• [WORK TO BE COMPLETED] Under this line are the records; write out word for word the part that begins at the line containing "async fn load_profile(&self, caller_id: &str)" and ends at the line containing "assert_eq!(public.plan, Plan::Premium);", and no more.

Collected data

-=-=-

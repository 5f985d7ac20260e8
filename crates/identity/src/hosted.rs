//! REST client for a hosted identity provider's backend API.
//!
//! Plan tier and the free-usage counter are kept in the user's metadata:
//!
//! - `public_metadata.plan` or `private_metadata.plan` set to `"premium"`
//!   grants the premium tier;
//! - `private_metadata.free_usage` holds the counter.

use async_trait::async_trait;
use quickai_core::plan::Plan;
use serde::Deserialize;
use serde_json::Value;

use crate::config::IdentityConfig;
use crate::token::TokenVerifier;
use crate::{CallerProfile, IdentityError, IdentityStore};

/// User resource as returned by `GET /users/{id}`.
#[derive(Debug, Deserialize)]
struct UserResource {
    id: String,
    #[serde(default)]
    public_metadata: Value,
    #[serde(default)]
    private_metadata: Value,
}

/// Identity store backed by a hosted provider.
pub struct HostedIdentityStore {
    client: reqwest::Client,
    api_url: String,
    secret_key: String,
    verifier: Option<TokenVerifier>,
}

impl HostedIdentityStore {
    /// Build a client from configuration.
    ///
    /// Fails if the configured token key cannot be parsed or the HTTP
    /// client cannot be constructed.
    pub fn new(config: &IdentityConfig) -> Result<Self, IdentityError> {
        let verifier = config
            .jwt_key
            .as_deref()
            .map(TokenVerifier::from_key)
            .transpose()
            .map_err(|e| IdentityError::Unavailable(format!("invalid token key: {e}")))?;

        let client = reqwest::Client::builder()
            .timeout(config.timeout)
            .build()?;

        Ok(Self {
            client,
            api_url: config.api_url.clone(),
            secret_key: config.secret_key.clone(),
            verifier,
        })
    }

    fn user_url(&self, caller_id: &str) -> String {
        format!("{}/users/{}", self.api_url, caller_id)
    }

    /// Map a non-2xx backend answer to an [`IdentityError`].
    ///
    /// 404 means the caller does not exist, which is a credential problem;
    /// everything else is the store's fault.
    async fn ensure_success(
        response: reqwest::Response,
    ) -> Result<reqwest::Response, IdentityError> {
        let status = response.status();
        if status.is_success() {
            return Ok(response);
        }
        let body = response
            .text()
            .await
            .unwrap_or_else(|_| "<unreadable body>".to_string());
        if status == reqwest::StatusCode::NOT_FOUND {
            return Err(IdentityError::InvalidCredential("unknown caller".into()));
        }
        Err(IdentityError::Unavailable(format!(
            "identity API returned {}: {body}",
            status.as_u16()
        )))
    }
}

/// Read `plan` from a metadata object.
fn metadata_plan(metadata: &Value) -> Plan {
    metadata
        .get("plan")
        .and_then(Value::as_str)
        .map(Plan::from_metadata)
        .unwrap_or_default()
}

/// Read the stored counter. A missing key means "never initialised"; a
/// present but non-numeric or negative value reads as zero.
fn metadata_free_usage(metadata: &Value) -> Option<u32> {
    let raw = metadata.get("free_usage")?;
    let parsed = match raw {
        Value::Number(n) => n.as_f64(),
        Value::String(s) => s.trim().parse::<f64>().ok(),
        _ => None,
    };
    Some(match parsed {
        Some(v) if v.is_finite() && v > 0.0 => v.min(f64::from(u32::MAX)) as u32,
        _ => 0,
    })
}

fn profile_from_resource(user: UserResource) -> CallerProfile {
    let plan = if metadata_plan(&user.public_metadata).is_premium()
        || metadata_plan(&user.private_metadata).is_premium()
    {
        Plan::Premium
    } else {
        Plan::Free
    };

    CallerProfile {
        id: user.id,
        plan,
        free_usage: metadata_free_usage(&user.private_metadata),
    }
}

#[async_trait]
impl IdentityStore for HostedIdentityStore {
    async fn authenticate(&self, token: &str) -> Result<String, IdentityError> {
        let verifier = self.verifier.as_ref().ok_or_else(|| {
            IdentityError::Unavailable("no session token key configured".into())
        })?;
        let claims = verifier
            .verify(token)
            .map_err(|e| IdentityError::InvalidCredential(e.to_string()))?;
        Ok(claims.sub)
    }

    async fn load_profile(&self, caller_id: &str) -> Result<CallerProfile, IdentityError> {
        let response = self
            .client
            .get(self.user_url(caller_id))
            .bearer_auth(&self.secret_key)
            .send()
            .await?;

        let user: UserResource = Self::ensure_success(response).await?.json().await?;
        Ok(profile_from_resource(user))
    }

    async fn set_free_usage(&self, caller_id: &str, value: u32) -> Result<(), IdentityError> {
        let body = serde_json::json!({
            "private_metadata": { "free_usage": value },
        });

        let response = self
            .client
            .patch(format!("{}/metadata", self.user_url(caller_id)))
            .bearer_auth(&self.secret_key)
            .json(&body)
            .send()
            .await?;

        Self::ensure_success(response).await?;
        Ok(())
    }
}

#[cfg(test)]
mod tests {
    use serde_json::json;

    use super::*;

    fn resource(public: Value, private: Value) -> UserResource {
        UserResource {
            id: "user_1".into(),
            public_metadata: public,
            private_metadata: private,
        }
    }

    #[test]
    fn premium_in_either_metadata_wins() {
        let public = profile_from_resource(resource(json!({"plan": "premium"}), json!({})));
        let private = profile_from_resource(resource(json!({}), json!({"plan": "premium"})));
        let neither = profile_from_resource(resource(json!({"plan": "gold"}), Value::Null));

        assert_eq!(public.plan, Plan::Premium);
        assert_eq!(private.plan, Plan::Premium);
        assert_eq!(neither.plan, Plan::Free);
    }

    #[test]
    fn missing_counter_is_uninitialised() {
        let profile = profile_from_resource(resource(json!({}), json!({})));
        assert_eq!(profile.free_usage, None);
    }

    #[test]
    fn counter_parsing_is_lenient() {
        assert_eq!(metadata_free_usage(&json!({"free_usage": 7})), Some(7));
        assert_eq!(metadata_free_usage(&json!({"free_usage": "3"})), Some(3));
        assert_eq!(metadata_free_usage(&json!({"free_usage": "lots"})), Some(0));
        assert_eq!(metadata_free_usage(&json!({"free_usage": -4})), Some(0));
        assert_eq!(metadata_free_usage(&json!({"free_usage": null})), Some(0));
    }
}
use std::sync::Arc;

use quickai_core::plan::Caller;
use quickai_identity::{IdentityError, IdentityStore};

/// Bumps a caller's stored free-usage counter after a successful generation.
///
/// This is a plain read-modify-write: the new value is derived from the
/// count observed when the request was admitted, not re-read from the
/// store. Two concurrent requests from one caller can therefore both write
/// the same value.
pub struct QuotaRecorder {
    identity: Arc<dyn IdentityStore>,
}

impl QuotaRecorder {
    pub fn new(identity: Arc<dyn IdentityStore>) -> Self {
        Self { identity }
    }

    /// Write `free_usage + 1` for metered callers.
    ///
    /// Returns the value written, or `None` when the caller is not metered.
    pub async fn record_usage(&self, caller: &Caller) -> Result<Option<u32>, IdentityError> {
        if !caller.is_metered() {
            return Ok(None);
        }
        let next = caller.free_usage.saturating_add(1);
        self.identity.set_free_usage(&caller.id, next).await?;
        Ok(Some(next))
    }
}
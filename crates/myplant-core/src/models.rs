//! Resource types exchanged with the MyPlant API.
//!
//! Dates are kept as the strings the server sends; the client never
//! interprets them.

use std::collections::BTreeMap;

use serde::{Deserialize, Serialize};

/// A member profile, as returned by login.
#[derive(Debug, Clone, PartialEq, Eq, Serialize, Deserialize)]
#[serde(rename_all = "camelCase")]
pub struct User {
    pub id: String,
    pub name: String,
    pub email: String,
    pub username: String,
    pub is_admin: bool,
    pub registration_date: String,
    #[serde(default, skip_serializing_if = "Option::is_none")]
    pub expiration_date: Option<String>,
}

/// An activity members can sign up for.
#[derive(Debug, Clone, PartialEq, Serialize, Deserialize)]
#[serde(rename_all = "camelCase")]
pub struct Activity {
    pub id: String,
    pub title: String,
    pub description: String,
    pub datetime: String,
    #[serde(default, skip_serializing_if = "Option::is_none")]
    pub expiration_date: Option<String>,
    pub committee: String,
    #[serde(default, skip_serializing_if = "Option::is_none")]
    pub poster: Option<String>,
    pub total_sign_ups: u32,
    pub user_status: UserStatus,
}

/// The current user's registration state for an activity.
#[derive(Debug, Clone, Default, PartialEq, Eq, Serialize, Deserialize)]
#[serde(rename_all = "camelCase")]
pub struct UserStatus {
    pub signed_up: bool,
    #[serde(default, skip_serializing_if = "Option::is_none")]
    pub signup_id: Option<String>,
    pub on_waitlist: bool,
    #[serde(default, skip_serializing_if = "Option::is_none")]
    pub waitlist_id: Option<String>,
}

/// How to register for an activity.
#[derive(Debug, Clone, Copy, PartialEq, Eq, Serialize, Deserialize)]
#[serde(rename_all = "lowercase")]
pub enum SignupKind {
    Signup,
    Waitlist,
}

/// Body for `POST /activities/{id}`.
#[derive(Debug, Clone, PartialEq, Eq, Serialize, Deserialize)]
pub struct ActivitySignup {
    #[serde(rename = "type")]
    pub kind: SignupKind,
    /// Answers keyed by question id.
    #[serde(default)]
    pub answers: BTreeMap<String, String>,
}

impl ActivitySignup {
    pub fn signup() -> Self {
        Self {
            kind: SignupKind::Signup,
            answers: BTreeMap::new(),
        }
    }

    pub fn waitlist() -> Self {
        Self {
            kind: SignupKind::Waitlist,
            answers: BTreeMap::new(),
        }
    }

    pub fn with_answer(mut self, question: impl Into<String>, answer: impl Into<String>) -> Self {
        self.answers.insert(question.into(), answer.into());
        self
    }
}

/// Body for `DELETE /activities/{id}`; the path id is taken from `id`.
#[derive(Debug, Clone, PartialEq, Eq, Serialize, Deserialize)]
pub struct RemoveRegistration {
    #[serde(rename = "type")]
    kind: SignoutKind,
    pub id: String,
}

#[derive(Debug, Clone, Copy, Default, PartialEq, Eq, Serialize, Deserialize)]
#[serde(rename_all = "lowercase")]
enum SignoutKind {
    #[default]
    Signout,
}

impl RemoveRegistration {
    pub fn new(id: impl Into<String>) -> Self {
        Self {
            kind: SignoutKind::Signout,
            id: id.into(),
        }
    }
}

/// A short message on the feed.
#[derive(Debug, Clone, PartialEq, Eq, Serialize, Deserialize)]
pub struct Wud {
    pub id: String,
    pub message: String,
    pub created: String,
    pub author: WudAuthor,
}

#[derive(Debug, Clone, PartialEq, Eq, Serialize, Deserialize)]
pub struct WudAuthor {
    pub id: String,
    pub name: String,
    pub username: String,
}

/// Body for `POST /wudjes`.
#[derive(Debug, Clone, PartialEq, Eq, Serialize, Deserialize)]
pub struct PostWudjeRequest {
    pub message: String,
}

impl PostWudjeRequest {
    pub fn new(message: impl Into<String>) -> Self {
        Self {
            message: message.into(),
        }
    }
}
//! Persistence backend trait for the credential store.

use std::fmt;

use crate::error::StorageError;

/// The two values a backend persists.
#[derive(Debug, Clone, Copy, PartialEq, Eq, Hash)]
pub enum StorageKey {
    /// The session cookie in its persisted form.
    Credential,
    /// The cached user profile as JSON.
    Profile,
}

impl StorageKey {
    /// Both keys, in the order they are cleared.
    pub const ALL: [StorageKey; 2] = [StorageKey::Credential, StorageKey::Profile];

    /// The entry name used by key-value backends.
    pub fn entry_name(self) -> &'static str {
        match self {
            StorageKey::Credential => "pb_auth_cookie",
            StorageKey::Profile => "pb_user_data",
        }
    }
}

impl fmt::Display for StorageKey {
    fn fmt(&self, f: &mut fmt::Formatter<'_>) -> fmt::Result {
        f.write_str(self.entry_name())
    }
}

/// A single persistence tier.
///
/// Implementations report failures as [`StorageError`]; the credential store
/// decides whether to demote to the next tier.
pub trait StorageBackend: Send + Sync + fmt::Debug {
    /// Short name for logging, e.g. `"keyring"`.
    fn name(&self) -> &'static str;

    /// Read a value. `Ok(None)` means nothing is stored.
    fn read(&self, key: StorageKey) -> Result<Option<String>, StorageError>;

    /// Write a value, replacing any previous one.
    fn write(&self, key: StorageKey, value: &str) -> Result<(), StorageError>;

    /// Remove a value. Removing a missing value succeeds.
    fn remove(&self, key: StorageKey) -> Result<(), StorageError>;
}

-=-=-

• [TASK OUTPUT]
    async fn load_profile(&self, caller_id: &str) -> Result<CallerProfile, IdentityError> {
        let response = self
            .client
            .get(self.user_url(caller_id))
            .bearer_auth(&self.secret_key)
            .send()
            .await?;

        let user: UserResource = Self::ensure_success(response).await?.json().await?;
        Ok(profile_from_resource(user))
    }

    async fn set_free_usage(&self, caller_id: &str, value: u32) -> Result<(), IdentityError> {
        let body = serde_json::json!({
            "private_metadata": { "free_usage": value },
        });

        let response = self
            .client
            .patch(format!("{}/metadata", self.user_url(caller_id)))
            .bearer_auth(&self.secret_key)
            .json(&body)
            .send()
            .await?;

        Self::ensure_success(response).await?;
        Ok(())
    }
}

#[cfg(test)]
mod tests {
    use serde_json::json;

    use super::*;

    fn resource(public: Value, private: Value) -> UserResource {
        UserResource {
            id: "user_1".into(),
            public_metadata: public,
            private_metadata: private,
        }
    }

    #[test]
    fn premium_in_either_metadata_wins() {
        let public = profile_from_resource(resource(json!({"plan": "premium"}), json!({})));
        let private = profile_from_resource(resource(json!({}), json!({"plan": "premium"})));
        let neither = profile_from_resource(resource(json!({"plan": "gold"}), Value::Null));

        assert_eq!(public.plan, Plan::Premium);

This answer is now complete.